Found this tasty-looking recipe on the September issue of All You. It looks like an upscale version of the dish my brother named “Rice with Too Much Rice.” He was 4 or 5, and thought it was Chicken and Rice Soup with more rice than normal.

This variation from Swanson adds spinach and Parmesan. Can’t wait to try it out with some Italian-marinated chicken breasts or pork loin.

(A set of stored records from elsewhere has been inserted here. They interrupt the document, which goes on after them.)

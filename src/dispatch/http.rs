// Copyright (c) 2025 Ronan LE MEILLAT, SCTG Development
// This file is part of the rust-sensorstream project and is licensed under the
// SCTG Development Non-Commercial License v1.0 (see LICENSE.md for details).

//! HTTP/HTTPS webhook target
//!
//! POSTs every [`DispatchContext`] as JSON to an external endpoint. Failed
//! requests are retried inside the target with exponential backoff; the
//! scheduler only ever sees the final outcome.

use std::time::Duration;

use async_trait::async_trait;
use log::{debug, warn};
use reqwest::header::{HeaderMap, HeaderValue, AUTHORIZATION};
use serde_json::{json, Value};

use super::{DispatchContext, DispatchError, DispatchTarget};

const MAX_RETRIES: u32 = 10;
const BACKOFF_BASE_MS: u64 = 50;

/// Webhook target
#[derive(Debug)]
pub struct HttpTarget {
    /// Target webhook URL
    url: String,
    /// Optional bearer token
    auth_token: Option<String>,
    client: reqwest::Client,
    /// Number of retry attempts for failed requests
    retry_count: u32,
    /// Timeout for one HTTP request in seconds
    timeout_seconds: u64,
}

impl HttpTarget {
    /// Create a new webhook target for `url` (http:// or https://)
    pub fn new(url: impl Into<String>) -> Self {
        Self {
            url: url.into(),
            auth_token: None,
            client: reqwest::Client::new(),
            retry_count: 3,
            timeout_seconds: 10,
        }
    }

    /// Use a preconfigured HTTP client
    pub fn with_client(mut self, client: reqwest::Client) -> Self {
        self.client = client;
        self
    }

    pub fn with_auth_token(mut self, token: impl Into<String>) -> Self {
        self.auth_token = Some(token.into());
        self
    }

    /// Set retry count for failed requests, capped at 10
    pub fn with_retry_count(mut self, count: u32) -> Self {
        self.retry_count = count.min(MAX_RETRIES);
        self
    }

    /// Set the request timeout, clamped to 1-60 seconds
    pub fn with_timeout_seconds(mut self, seconds: u64) -> Self {
        self.timeout_seconds = seconds.clamp(1, 60);
        self
    }

    pub fn url(&self) -> &str {
        &self.url
    }

    pub fn retry_count(&self) -> u32 {
        self.retry_count
    }

    pub fn timeout_seconds(&self) -> u64 {
        self.timeout_seconds
    }

    fn headers(&self) -> HeaderMap {
        let mut headers = HeaderMap::new();
        if let Some(token) = &self.auth_token {
            match HeaderValue::from_str(&format!("Bearer {}", token)) {
                Ok(value) => {
                    headers.insert(AUTHORIZATION, value);
                }
                Err(err) => warn!("Ignoring invalid auth token for {}: {}", self.url, err),
            }
        }
        headers
    }

    async fn send_once(&self, payload: &Value, headers: &HeaderMap) -> Result<Value, DispatchError> {
        let response = self
            .client
            .post(&self.url)
            .headers(headers.clone())
            .json(payload)
            .timeout(Duration::from_secs(self.timeout_seconds))
            .send()
            .await?;

        let status = response.status();
        if !status.is_success() {
            return Err(DispatchError::Rejected {
                status: status.as_u16(),
            });
        }

        let body = response.text().await?;
        Ok(serde_json::from_str(&body).unwrap_or_else(|_| json!({ "status": status.as_u16() })))
    }
}

#[async_trait]
impl DispatchTarget for HttpTarget {
    fn name(&self) -> &str {
        "http"
    }

    async fn dispatch(&self, context: &DispatchContext) -> Result<Value, DispatchError> {
        let headers = self.headers();
        let max_attempts = self.retry_count + 1;
        let mut payload = json!(context);
        let mut attempt = 0;

        loop {
            attempt += 1;
            if attempt > 1 {
                payload["retry_attempt"] = json!(attempt);
            }

            match self.send_once(&payload, &headers).await {
                Ok(result) => {
                    debug!("POST {} succeeded on attempt {}", self.url, attempt);
                    return Ok(result);
                }
                Err(err) if attempt >= max_attempts => return Err(err),
                Err(err) => {
                    warn!(
                        "POST {} failed (attempt {}/{}): {}",
                        self.url, attempt, max_attempts, err
                    );
                }
            }

            // 50ms, 100ms, 200ms, ...
            let backoff_ms = BACKOFF_BASE_MS * 2_u64.pow(attempt - 1);
            tokio::time::sleep(Duration::from_millis(backoff_ms)).await;
        }
    }
}

#[cfg(test)]
mod tests {
    use super::*;
    use crate::sensor::SensorKind;
    use tokio::io::{AsyncReadExt, AsyncWriteExt};
    use tokio::net::TcpListener;

    fn local_client() -> reqwest::Client {
        reqwest::Client::builder().no_proxy().build().unwrap()
    }

    fn context() -> DispatchContext {
        DispatchContext {
            handler_id: "webhook".to_string(),
            sensor: SensorKind::Adxl345,
            timestamp: chrono::Utc::now(),
            attributes: Vec::new(),
        }
    }

    /// Serve `responses.len()` requests, answering each with the given status line and body
    async fn serve(
        responses: Vec<(&'static str, &'static str)>,
    ) -> (String, tokio::task::JoinHandle<Vec<String>>) {
        let listener = TcpListener::bind("127.0.0.1:0").await.unwrap();
        let url = format!("http://{}/hook", listener.local_addr().unwrap());

        let handle = tokio::spawn(async move {
            let mut requests = Vec::new();
            for (status, body) in responses {
                let (mut socket, _) = listener.accept().await.unwrap();
                requests.push(read_request(&mut socket).await);
                let response = format!(
                    "HTTP/1.1 {}\r\ncontent-type: application/json\r\ncontent-length: {}\r\nconnection: close\r\n\r\n{}",
                    status,
                    body.len(),
                    body
                );
                socket.write_all(response.as_bytes()).await.unwrap();
                let _ = socket.shutdown().await;
            }
            requests
        });

        (url, handle)
    }

    async fn read_request(socket: &mut tokio::net::TcpStream) -> String {
        let mut data = Vec::new();
        let mut buffer = [0u8; 1024];
        loop {
            let read = socket.read(&mut buffer).await.unwrap();
            if read == 0 {
                break;
            }
            data.extend_from_slice(&buffer[..read]);

            let text = String::from_utf8_lossy(&data).to_string();
            if let Some(header_end) = text.find("\r\n\r\n") {
                let content_length = text[..header_end]
                    .lines()
                    .find_map(|line| {
                        let (name, value) = line.split_once(':')?;
                        name.eq_ignore_ascii_case("content-length")
                            .then(|| value.trim().parse::<usize>().ok())
                            .flatten()
                    })
                    .unwrap_or(0);
                if data.len() >= header_end + 4 + content_length {
                    return text;
                }
            }
        }
        String::from_utf8_lossy(&data).to_string()
    }

    #[test]
    fn test_builder_limits() {
        let target = HttpTarget::new("http://localhost/hook")
            .with_retry_count(42)
            .with_timeout_seconds(0);
        assert_eq!(target.retry_count(), 10);
        assert_eq!(target.timeout_seconds(), 1);
        assert_eq!(target.url(), "http://localhost/hook");
    }

    #[tokio::test]
    async fn test_successful_post_returns_body() {
        let (url, server) = serve(vec![("200 OK", r#"{"accepted":true}"#)]).await;
        let target = HttpTarget::new(url)
            .with_client(local_client())
            .with_auth_token("secret");

        let result = target.dispatch(&context()).await.unwrap();
        assert_eq!(result, json!({ "accepted": true }));

        let requests = server.await.unwrap();
        assert!(requests[0].starts_with("POST /hook"));
        assert!(requests[0].to_lowercase().contains("authorization: bearer secret"));
        assert!(requests[0].contains("\"handler_id\":\"webhook\""));
    }

    #[tokio::test]
    async fn test_retries_then_reports_rejection() {
        let (url, server) = serve(vec![
            ("503 Service Unavailable", "{}"),
            ("503 Service Unavailable", "{}"),
        ])
        .await;
        let target = HttpTarget::new(url)
            .with_client(local_client())
            .with_retry_count(1);

        let err = target.dispatch(&context()).await.unwrap_err();
        assert!(matches!(err, DispatchError::Rejected { status: 503 }));

        let requests = server.await.unwrap();
        assert_eq!(requests.len(), 2);
        assert!(requests[1].contains("\"retry_attempt\":2"));
    }
}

  • Simmered Italian Rice1 ¾ cup chicken broth
  • 1 tsp Italian seasoning
  • ¾ cup uncooked long-grain white rice
  • 1 cup chopped fresh spinach (or thawed frozen spinach)
  • ½ cup grated Parmesan cheese


  1. Heat broth and Italian seasoning in 2 qt. saucepan over medium-high heat to a boil.
  2. Stir in rice and spinach.
  3. Reduce heat to low.
  4. Cover and cook 20 min or until rice is tender.
  5. Stir in the cheese.
  6. Garnish with additional Parmesan cheese, if desired.


  • A vegetarian version, made with vegetable broth, would be just as tasty.
  • If you’re out of Italian seasoning, substitute 1/3 tsp each of oregano, marjoram, and basil.
  • Saute 1 small onion, diced and a clove of garlic, in some butter till transparent, and add with the rice and spinach.
  • A blend of Romano and Parmesan cheese will work as well.